Africa::Italy hosts Libya coalition talks


  Africa
Italy hosts Libya coalition talks
Countries involved in military campaign are to seek a way of financing Libya's rebel Transitional National Council.
Ministers from the NATO-backed coalition in Libya are meeting in Rome to seeking ways of financing rebels in the North African country.
The meeting of Libya Contact Group will bring together foreign ministers from countries including France, Britain, the United States, Italy and Qatar as well as representatives of the Arab League and the African Union.
As the conflict in Libya has ground into stalemate, the rebel Transitional National Council (TNC), which controls the region around Benghazi in the east and has been recognised by both France and Italy, has appealed for loans of up to $3bn.

Opposition fighters are desperate to buy food and medicine and shore up their administration.
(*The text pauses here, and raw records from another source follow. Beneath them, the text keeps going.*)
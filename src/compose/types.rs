//! Manifest types for one compose service.

use serde::{Deserialize, Serialize};
use serde_json::{Map, Value};
use std::collections::BTreeMap;
use std::path::PathBuf;

use crate::config::SecretString;

#[derive(Debug, Clone, Copy, PartialEq, Eq, Serialize, Deserialize)]
#[serde(rename_all = "kebab-case")]
pub enum DeployType {
    /// Stop the running container, then start the new one. Has downtime.
    Replace,
    /// Start the new generation next to the old one through the reverse proxy.
    BlueGreen,
    /// Upload and build only; containers are started by hand.
    Manual,
}

/// Numeric identity of a container process.
#[derive(Debug, Clone, Copy, PartialEq, Eq, Serialize, Deserialize)]
#[serde(deny_unknown_fields)]
pub struct UserIds {
    pub uid: u32,
    pub gid: u32,
}

const ROOT_MARKER: &str = "ROOT_USER";

#[derive(Debug, Clone, Deserialize)]
#[serde(untagged)]
enum RawUser {
    Marker(String),
    Ids(UserIds),
}

/// Container user: explicit root or a numeric pair. Usernames are rejected.
#[derive(Debug, Clone, Copy, PartialEq, Eq, Serialize, Deserialize)]
#[serde(try_from = "RawUser", into = "String")]
pub enum ServiceUser {
    Root,
    Ids(UserIds),
}

impl TryFrom<RawUser> for ServiceUser {
    type Error = String;

    fn try_from(raw: RawUser) -> Result<Self, Self::Error> {
        match raw {
            RawUser::Ids(ids) => Ok(ServiceUser::Ids(ids)),
            RawUser::Marker(marker) if marker == ROOT_MARKER => Ok(ServiceUser::Root),
            RawUser::Marker(other) => Err(format!(
                "user '{}' is not accepted: use {{uid, gid}} or {}",
                other, ROOT_MARKER
            )),
        }
    }
}

impl From<ServiceUser> for String {
    fn from(user: ServiceUser) -> Self {
        user.compose_value()
    }
}

impl ServiceUser {
    pub fn ids(self) -> UserIds {
        match self {
            ServiceUser::Root => UserIds { uid: 0, gid: 0 },
            ServiceUser::Ids(ids) => ids,
        }
    }

    /// `uid:gid` as written into the compose file.
    pub fn compose_value(self) -> String {
        let ids = self.ids();
        format!("{}:{}", ids.uid, ids.gid)
    }
}

#[derive(Debug, Clone, PartialEq, Eq, Serialize, Deserialize)]
#[serde(untagged)]
pub enum Retries {
    Count(u32),
    Text(String),
}

#[derive(Debug, Clone, PartialEq, Eq, Serialize, Deserialize)]
#[serde(untagged)]
pub enum HealthTest {
    Shell(String),
    Exec(Vec<String>),
}

#[derive(Debug, Clone, PartialEq, Eq, Serialize, Deserialize)]
#[serde(deny_unknown_fields)]
pub struct Healthcheck {
    pub test: HealthTest,
    #[serde(default, skip_serializing_if = "Option::is_none")]
    pub interval: Option<String>,
    #[serde(default, skip_serializing_if = "Option::is_none")]
    pub timeout: Option<String>,
    #[serde(default, skip_serializing_if = "Option::is_none")]
    pub retries: Option<Retries>,
    #[serde(default, skip_serializing_if = "Option::is_none")]
    pub start_period: Option<String>,
    #[serde(default, skip_serializing_if = "Option::is_none")]
    pub start_interval: Option<String>,
}

const NO_SHELL: &str = "NO_SHELL";

#[derive(Debug, Clone, Deserialize)]
#[serde(untagged)]
enum RawHealth {
    Marker(String),
    Check(Healthcheck),
}

/// Mandatory health check. `NO_SHELL` brings the service up without waiting.
#[derive(Debug, Clone, PartialEq, Eq, Deserialize)]
#[serde(try_from = "RawHealth")]
pub enum HealthcheckConfig {
    NoShell,
    Check(Healthcheck),
}

impl TryFrom<RawHealth> for HealthcheckConfig {
    type Error = String;

    fn try_from(raw: RawHealth) -> Result<Self, Self::Error> {
        match raw {
            RawHealth::Check(check) => Ok(HealthcheckConfig::Check(check)),
            RawHealth::Marker(marker) if marker == NO_SHELL => Ok(HealthcheckConfig::NoShell),
            RawHealth::Marker(other) => Err(format!(
                "healthcheck must be a mapping or {}, got '{}'",
                NO_SHELL, other
            )),
        }
    }
}

#[derive(Debug, Clone, PartialEq, Eq, Serialize, Deserialize)]
pub struct BuildConfig {
    /// Local directory uploaded as the build context
    pub context: PathBuf,
    /// Remaining compose `build:` keys, passed through
    #[serde(flatten)]
    pub options: Map<String, Value>,
}

#[derive(Debug, Clone, PartialEq, Eq, Serialize, Deserialize)]
#[serde(untagged)]
pub enum ServiceNetworks {
    List(Vec<String>),
    Map(Map<String, Value>),
}

impl ServiceNetworks {
    pub fn names(&self) -> Vec<String> {
        match self {
            ServiceNetworks::List(names) => names.clone(),
            ServiceNetworks::Map(map) => map.keys().cloned().collect(),
        }
    }

    pub fn add(&mut self, network: &str) {
        match self {
            ServiceNetworks::List(names) => {
                if !names.iter().any(|n| n == network) {
                    names.push(network.to_string());
                }
            }
            ServiceNetworks::Map(map) => {
                map.entry(network.to_string())
                    .or_insert_with(|| Value::Object(Map::new()));
            }
        }
    }
}

#[derive(Debug, Clone, PartialEq, Eq, Serialize, Deserialize)]
#[serde(untagged)]
pub enum Labels {
    List(Vec<String>),
    Map(BTreeMap<String, String>),
}

impl Default for Labels {
    fn default() -> Self {
        Labels::List(Vec::new())
    }
}

impl Labels {
    pub fn push(&mut self, label: &str) {
        match self {
            Labels::List(list) => list.push(label.to_string()),
            Labels::Map(map) => {
                let (key, value) = label.split_once('=').unwrap_or((label, ""));
                map.insert(key.to_string(), value.to_string());
            }
        }
    }
}

#[derive(Debug, Clone, PartialEq, Eq, Serialize, Deserialize)]
#[serde(untagged)]
pub enum DependsOn {
    List(Vec<String>),
    Map(Map<String, Value>),
}

#[derive(Debug, Clone, PartialEq, Eq, Serialize, Deserialize)]
#[serde(untagged)]
pub enum PidsLimit {
    Count(i64),
    Text(String),
}

impl PidsLimit {
    pub fn as_text(&self) -> String {
        match self {
            PidsLimit::Count(n) => n.to_string(),
            PidsLimit::Text(s) => s.clone(),
        }
    }
}

/// The compose service body. Keys not modelled here are passed through untouched.
#[derive(Debug, Clone, PartialEq, Deserialize)]
pub struct ServiceSpec {
    pub user: ServiceUser,
    pub healthcheck: HealthcheckConfig,
    #[serde(default)]
    pub image: Option<String>,
    #[serde(default)]
    pub build: Option<BuildConfig>,
    /// Short-form volume strings only
    #[serde(default)]
    pub volumes: Vec<String>,
    #[serde(default)]
    pub ports: Vec<Value>,
    #[serde(default)]
    pub networks: Option<ServiceNetworks>,
    #[serde(default)]
    pub labels: Labels,
    #[serde(default)]
    pub depends_on: Option<DependsOn>,
    #[serde(default)]
    pub pids_limit: Option<PidsLimit>,
    #[serde(default)]
    pub deploy: Option<Value>,
    #[serde(flatten)]
    pub extra: Map<String, Value>,
}

#[derive(Debug, Clone, PartialEq, Eq, Deserialize)]
#[serde(deny_unknown_fields)]
pub struct MountConfig {
    /// Folder or file name under `mnt/`
    pub name: String,
    /// Local file or directory uploaded as the mount content
    pub source: PathBuf,
    pub on_container: String,
    #[serde(default)]
    pub read_write: bool,
    /// In-container identities granted access during a uid change
    #[serde(default)]
    pub additional_users: Vec<UserIds>,
}

#[derive(Debug, Clone, Deserialize)]
#[serde(deny_unknown_fields)]
pub struct SecretConfig {
    pub name: String,
    #[serde(default)]
    pub value: Option<SecretString>,
    /// Read the value from this environment variable on the operator machine
    #[serde(default)]
    pub value_env: Option<String>,
}

#[derive(Debug, Clone, PartialEq, Eq, Deserialize)]
#[serde(deny_unknown_fields)]
pub struct SocketProxyConfig {
    #[serde(default)]
    pub name: Option<String>,
    /// Only GET and HEAD are proxied
    pub readonly: bool,
    /// Subnet of the internal proxy network; must be unique on the host
    pub network_cidr: String,
    /// API sections to grant (1) or revoke (0)
    #[serde(default)]
    pub apis: BTreeMap<String, u8>,
    #[serde(default)]
    pub env: BTreeMap<String, String>,
}

#[derive(Debug, Clone, PartialEq, Eq, Deserialize)]
#[serde(untagged)]
pub enum TlsSetting {
    Enabled(bool),
    Options(Map<String, Value>),
}

impl Default for TlsSetting {
    fn default() -> Self {
        TlsSetting::Enabled(false)
    }
}

#[derive(Debug, Clone, PartialEq, Eq, Deserialize)]
#[serde(deny_unknown_fields)]
pub struct BlueGreenPort {
    /// Container port traffic is routed to
    pub local: u16,
    /// Entrypoint from the proxy's static configuration
    pub entrypoint: String,
    /// Router rule expression, e.g. ``Host(`app.example.org`)``
    pub rule: String,
    /// Proxy load-balancer health check (`path`, `interval`, `headers`, ...)
    pub health_check: Map<String, Value>,
    #[serde(default)]
    pub tls: TlsSetting,
}

#[derive(Debug, Clone, PartialEq, Eq, Deserialize)]
#[serde(deny_unknown_fields)]
pub struct BlueGreenConfig {
    /// Docker network shared with the reverse proxy
    pub network_name: String,
    pub ports: Vec<BlueGreenPort>,
}

/// User namespace remap configured for the docker daemon. `length: 0` disables range checks.
#[derive(Debug, Clone, Copy, Default, PartialEq, Eq, Serialize, Deserialize)]
#[serde(deny_unknown_fields)]
pub struct UsernsRemap {
    pub start: u32,
    pub length: u32,
}

#[derive(Debug, Clone, Deserialize)]
#[serde(deny_unknown_fields)]
pub struct ComposeServiceConfig {
    /// Unique on the host; names the remote directory and the compose project
    pub name: String,
    pub deploy_type: DeployType,
    pub userns_remap: UsernsRemap,
    pub service: ServiceSpec,
    #[serde(default)]
    pub mounts: Vec<MountConfig>,
    #[serde(default)]
    pub secrets: Vec<SecretConfig>,
    /// In-container uids allowed to read secrets; defaults to the service user
    #[serde(default)]
    pub secret_user_ids: Option<Vec<u32>>,
    /// Top-level compose networks
    #[serde(default)]
    pub networks: Map<String, Value>,
    #[serde(default)]
    pub blue_green: Option<BlueGreenConfig>,
    #[serde(default)]
    pub docker_socket: Option<SocketProxyConfig>,
    /// Bump to force a fresh upload and rollout
    #[serde(default)]
    pub reupload_id: Option<u64>,
    /// Start only after every firewall resource has been applied
    #[serde(default)]
    pub after_firewall: bool,
}

#[cfg(test)]
mod tests {
    use super::*;

    #[test]
    fn test_user_forms() {
        let root: ServiceUser = serde_yaml::from_str("ROOT_USER").unwrap();
        assert_eq!(root, ServiceUser::Root);
        assert_eq!(root.compose_value(), "0:0");

        let ids: ServiceUser = serde_yaml::from_str("{uid: 1000, gid: 1001}").unwrap();
        assert_eq!(ids.compose_value(), "1000:1001");

        assert!(serde_yaml::from_str::<ServiceUser>("root").is_err());
        assert!(serde_yaml::from_str::<ServiceUser>("nobody").is_err());
    }

    #[test]
    fn test_healthcheck_forms() {
        let no_shell: HealthcheckConfig = serde_yaml::from_str("NO_SHELL").unwrap();
        assert_eq!(no_shell, HealthcheckConfig::NoShell);

        let check: HealthcheckConfig = serde_yaml::from_str(
            "test: [CMD, curl, -f, http://localhost]\nretries: \"5\"\ninterval: 10s\n",
        )
        .unwrap();
        match check {
            HealthcheckConfig::Check(hc) => {
                assert_eq!(hc.retries, Some(Retries::Text("5".into())));
                assert!(matches!(hc.test, HealthTest::Exec(ref v) if v.len() == 4));
            }
            HealthcheckConfig::NoShell => panic!("expected a check"),
        }

        assert!(serde_yaml::from_str::<HealthcheckConfig>("none").is_err());
    }

    #[test]
    fn test_service_spec_passes_unknown_keys_through() {
        let spec: ServiceSpec = serde_yaml::from_str(
            "user: ROOT_USER\nhealthcheck: NO_SHELL\nimage: nginx:1.27\nenvironment:\n  A: b\nrestart: always\n",
        )
        .unwrap();
        assert_eq!(spec.image.as_deref(), Some("nginx:1.27"));
        assert!(spec.extra.contains_key("environment"));
        assert!(spec.extra.contains_key("restart"));
        assert!(!spec.extra.contains_key("image"));
    }

    #[test]
    fn test_labels_push() {
        let mut list = Labels::default();
        list.push("a=b");
        assert_eq!(list, Labels::List(vec!["a=b".into()]));

        let mut map = Labels::Map(BTreeMap::new());
        map.push("traefik.http.routers.x.rule=Host(`a=b`)");
        match map {
            Labels::Map(m) => assert_eq!(m["traefik.http.routers.x.rule"], "Host(`a=b`)"),
            Labels::List(_) => panic!("expected map"),
        }
    }

    #[test]
    fn test_deploy_type_names() {
        let t: DeployType = serde_yaml::from_str("blue-green").unwrap();
        assert_eq!(t, DeployType::BlueGreen);
        assert!(serde_yaml::from_str::<DeployType>("rolling").is_err());
    }
}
But efforts to unblock state assets frozen in overseas accounts, or to allow the rebels to get past UN sanctions that prevent their selling oil on international markets, have been held up.
"It's not easy. There are Libyan assets that are frozen and for legal reasons unfreezing them is difficult," Alain Juppe, the French foreign minister, told France 24 television on Wednesday.
Mahmoud Shammam, chief spokesman for the TNC, said the rebels urgently needed $1.5bn to cover immediate running costs.
"We need this for medical supplies, for food supplies, to keep the minimum functions of normal life - electricity, running hospitals etc," he said.
Other rebels have spoken of needing $2-3bn to try to shore up an administration created from scratch with no substantial sources of funding, and to pay the state salaries on which most people depend.

'Hungry for weapons'

The rebels also want to press their cases for better weapons and equipment, Shammam suggested, saying that they are "hungry for basic arms."
Abdul Hafiz Ghoga, a TNC spokesman, said they had no received any commitments for weapons from any country supportive of their movement against the government of Muammar Gaddafi.
British officials said the Rome meeting on Thursday would also seek to impose new restrictions on arms smuggling and mercenaries operating within Libya, and hoped the contact group would work on action intended to restrict Gaddafi's exports of crude oil and his ability to import refined oil products.
An aid ship was attacked by forces loyal to Gaddafi while rescuing African and Asian migrant workers from the besieged port of Misurata, forcing it to leave behind hundreds of Libyans desperate to flee the fighting.
Aid workers had earlier scrambled to embark the migrants, along with journalists and the wounded, on the ship bound for rebel-held Benghazi as the port came under bombardment on Wednesday. 
"The bombing has caused so many casualties among Libyans and people of other nationalities waiting for evacuation," Gemal Salem, a rebel spokesman, told Reuters news agency.
"So far we have five killed and ambulances are rushing to the scene."
The MV Red Star One, sent by the International Organisation for Migration (IOM), picked up 800 people caught up in the civil war who had been waiting for days to escape Misurata's worsening humanitarian crisis.
It had hoped to take 1,000 people.
"Hundreds of Libyan civilians had also tried to board the ship in desperation to get out of Misurata. But with a limited capacity, the ramp of the boat had to be pulled up so that the ship could pull away from the dock in safety," the IOM said.
The port is a lifeline for Misurata, where food and medical supplies are low and snipers shoot from rooftops.
Other rescue ships are offshore but there was no news of their movements. About 12,000 people have so far been rescued by 12 ships.
The shelling also hit Misurata's Qasr Ahmad district, a mixed residential and industrial area which houses the iron and steel works in a city that has become one of the bloodiest battlefields in the two-month conflict.